These days, the innoBots CEO is more defensive-minded, as he works to start up his robotic-focused company in Gainesville.
“You come to a stage in your age when you say ‘let’s do the opposite,’” Peleg said during an interview at his plant Thursday at 2349 Centennial Drive. “Let’s try to save lives instead of take them.”
He is marketing the products still toward the military but also law enforcement.
The company has three lines of products: robotics, vision systems and mobile phone applications.
“All of our products are designed to be simple to use,” Peleg said. “Law enforcement and military don’t want to spend weeks on training how to use your equipment.”
One of its key robots can be used to search out homemade explosives, such as the roadside bombs that plagued U.S. missions in Afghanistan and Iraq.

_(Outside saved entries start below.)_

//! Shared core of the SOS panel: confirmation, location capture, alert
//! dispatch and peer-sharing fallbacks, driven by events from the shell.

#![forbid(unsafe_code)]
#![deny(clippy::all)]
#![warn(clippy::pedantic)]
#![allow(clippy::module_name_repetitions)]
#![allow(clippy::must_use_candidate)]

pub mod app;
pub mod capabilities;
pub mod config;
pub mod dispatch;
pub mod error;
pub mod event;
pub mod gate;
pub mod model;
pub mod share;
pub mod view;

pub use app::{App, Model};
pub use capabilities::{Capabilities, Effect};
pub use config::{EmergencyService, PhoneNumber, SosConfig};
pub use crux_core::{render::Render, App as CruxApp};
pub use dispatch::AlertDispatcher;
pub use error::{ConfigError, FailureReason, FailureStage, ValidationError};
pub use event::{Event, QuickAction};
pub use gate::{ConfirmationGate, DispatchPermit, GateError, GateState};
pub use model::{
    AlertPayload, ClientContext, DispatchOutcome, LocationFix, SessionId, SessionState, UnixTimeMs,
};
pub use share::{ShareContent, ShareOutcome, ShareResult};
pub use view::{MessageKind, SosStatus, ViewModel};

pub const DEFAULT_LOCATION_TIMEOUT_MS: u64 = 10_000;
pub const DEFAULT_DISPATCH_TIMEOUT_MS: u64 = 15_000;
pub const MAX_LOCATION_TIMEOUT_MS: u64 = 120_000;
pub const MAX_DISPATCH_TIMEOUT_MS: u64 = 300_000;
pub const DEFAULT_EMERGENCY_NUMBER: &str = "+112";
pub const DEFAULT_SOS_ENDPOINT: &str = "/api/sos";
pub const MAP_LINK_BASE: &str = "https://maps.google.com/?q=";
pub const MAX_CLIENT_CONTEXT_BYTES: usize = 512;
/// Upper bound on failure detail kept for diagnostics.
pub const MAX_DETAIL_BYTES: usize = 2048;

The company’s flagship device is the 70-pound, 2-feet-high innoCarrier equipped with a camera and able to carry 300 pounds of gear and personnel at speeds up to 10 mph over all terrains.

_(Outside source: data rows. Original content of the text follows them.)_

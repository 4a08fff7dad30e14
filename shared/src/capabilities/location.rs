use crux_core::capability::{Capability, CapabilityContext, Operation};
use serde::{Deserialize, Serialize};
use thiserror::Error;

use crate::DEFAULT_LOCATION_TIMEOUT_MS;

/// Parameters for a single position fix. The shell must honour `timeout_ms`
/// and answer with [`LocationError::Timeout`] when it expires.
#[derive(Debug, Clone, Copy, PartialEq, Eq, Serialize, Deserialize)]
pub struct LocationRequest {
    pub timeout_ms: u64,
    pub high_accuracy: bool,
    /// Cached positions are never acceptable for an alert.
    pub maximum_age_ms: u64,
}

impl LocationRequest {
    pub fn one_shot(timeout_ms: u64) -> Self {
        Self {
            timeout_ms: timeout_ms.max(1),
            high_accuracy: true,
            maximum_age_ms: 0,
        }
    }
}

impl Default for LocationRequest {
    fn default() -> Self {
        Self::one_shot(DEFAULT_LOCATION_TIMEOUT_MS)
    }
}

#[derive(Debug, Clone, PartialEq, Eq, Serialize, Deserialize)]
pub enum LocationOperation {
    Acquire(LocationRequest),
}

impl Operation for LocationOperation {
    type Output = LocationResult;
}

/// Position as reported by the platform, before validation.
#[derive(Debug, Clone, PartialEq, Serialize, Deserialize)]
pub struct RawPosition {
    pub latitude: f64,
    pub longitude: f64,
    pub accuracy_meters: f64,
    pub timestamp_ms: u64,
}

#[derive(Debug, Clone, Error, Serialize, Deserialize, PartialEq, Eq)]
pub enum LocationError {
    #[error("geolocation is not supported on this device")]
    Unsupported,

    #[error("location permission denied")]
    PermissionDenied,

    #[error("location request timed out after {timeout_ms}ms")]
    Timeout { timeout_ms: u64 },

    #[error("position unavailable: {reason}")]
    PositionUnavailable { reason: String },
}

pub type LocationResult = Result<RawPosition, LocationError>;

pub struct Location<Ev> {
    context: CapabilityContext<LocationOperation, Ev>,
}

impl<Ev> Capability<Ev> for Location<Ev> {
    type Operation = LocationOperation;
    type MappedSelf<MappedEv> = Location<MappedEv>;

    fn map_event<F, NewEv>(&self, f: F) -> Self::MappedSelf<NewEv>
    where
        F: Fn(NewEv) -> Ev + Send + Sync + 'static,
        Ev: 'static,
        NewEv: 'static + Send,
    {
        Location::new(self.context.map_event(f))
    }
}

impl<Ev> Location<Ev>
where
    Ev: 'static,
{
    pub fn new(context: CapabilityContext<LocationOperation, Ev>) -> Self {
        Self { context }
    }

    pub fn acquire<F>(&self, request: LocationRequest, make_event: F)
    where
        F: FnOnce(LocationResult) -> Ev + Send + 'static,
        Ev: Send,
    {
        let ctx = self.context.clone();
        self.context.spawn(async move {
            let result = ctx
                .request_from_shell(LocationOperation::Acquire(request))
                .await;
            ctx.update_app(make_event(result));
        });
    }
}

The innoBots fleet also includes smaller, unmanned devices the company refers to as “gear-ready.” Gear-ready innoMicro, innoMedio and innoFly are “versatile, compact mobile robots that easily fit inside a pocket or backpack,” states a company news release.

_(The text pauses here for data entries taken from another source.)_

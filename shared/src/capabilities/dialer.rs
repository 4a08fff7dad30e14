use crux_core::capability::{Capability, CapabilityContext, Operation};
use serde::{Deserialize, Serialize};
use thiserror::Error;

use crate::config::{EmergencyService, PhoneNumber};

#[derive(Debug, Clone, PartialEq, Eq, Serialize, Deserialize)]
pub enum DialerOperation {
    Call {
        service: EmergencyService,
        tel_uri: String,
    },
}

impl Operation for DialerOperation {
    type Output = DialResult;
}

#[derive(Debug, Clone, Error, Serialize, Deserialize, PartialEq, Eq)]
pub enum DialError {
    #[error("this device cannot place calls")]
    Unsupported,

    #[error("call failed: {reason}")]
    Failed { reason: String },
}

/// `Ok` once the platform dialer has been opened.
pub type DialResult = Result<(), DialError>;

pub struct Dialer<Ev> {
    context: CapabilityContext<DialerOperation, Ev>,
}

impl<Ev> Capability<Ev> for Dialer<Ev> {
    type Operation = DialerOperation;
    type MappedSelf<MappedEv> = Dialer<MappedEv>;

    fn map_event<F, NewEv>(&self, f: F) -> Self::MappedSelf<NewEv>
    where
        F: Fn(NewEv) -> Ev + Send + Sync + 'static,
        Ev: 'static,
        NewEv: 'static + Send,
    {
        Dialer::new(self.context.map_event(f))
    }
}

impl<Ev> Dialer<Ev>
where
    Ev: 'static,
{
    pub fn new(context: CapabilityContext<DialerOperation, Ev>) -> Self {
        Self { context }
    }

    pub fn call<F>(&self, service: EmergencyService, number: &PhoneNumber, make_event: F)
    where
        F: FnOnce(DialResult) -> Ev + Send + 'static,
        Ev: Send,
    {
        let operation = DialerOperation::Call {
            service,
            tel_uri: number.tel_uri(),
        };
        let ctx = self.context.clone();
        self.context.spawn(async move {
            let result = ctx.request_from_shell(operation).await;
            ctx.update_app(make_event(result));
        });
    }
}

“They are designed for a single operator to quickly gather data — intelligence in the field, surveillance and reconnaissance — (that is) ideal in law enforcement (and for) first responders and border patrol applications.”
Peleg moved his business to the U.S. because it has “the biggest market.”
Plus, “we think there’s a lot of demand around the world and it’s easier to sell our product from the U.S. to the other countries.”
But he almost didn’t get to launch his business in Gainesville.
Soon after announcing it in January, he returned to Israel, where he had a regular checkup with his doctor.
Within a few days, he was undergoing a quintuple bypass surgery on his heart.
“I was having no symptoms and otherwise feeling good,” Peleg said. “It was a big surprise, but a good one.”
The health scare ended up holding his schedule by a couple of months, but “the doctor told me, ‘Now, you get an extra 30 years.’”
He has been in the U.S. now for three months, bringing his family with him “to help arrange everything.”
The company’s startup comes at a time when tensions are high across the globe, but particularly in the Middle East where the Islamic State group is creating havoc and drawing airstrikes from the U.S.
Some Americans worry about security at home, with possible acts of terrorism.
“It’s a different world and it’s becoming worse and worse,” said Peleg, who served in the Israeli Army, as required by the country, for three years. “You never know who is standing next to you and who is the bad guy and the good guy.”
He hopes to get operations in Gainesville up and running in a month or so.
Initially, only a handful of people work for the company, but by the end of next year, that number may be more than 20. In the next three years, the company could have 50 workers.
Tim Evans, vice president of economic development for the Greater Hall Chamber of Commerce, said that innoBots holds a unique place among area industries.
“It’s not that atypical for businesses to be working with robotics, but this one produces robots, and that’s a little unusual,” he said.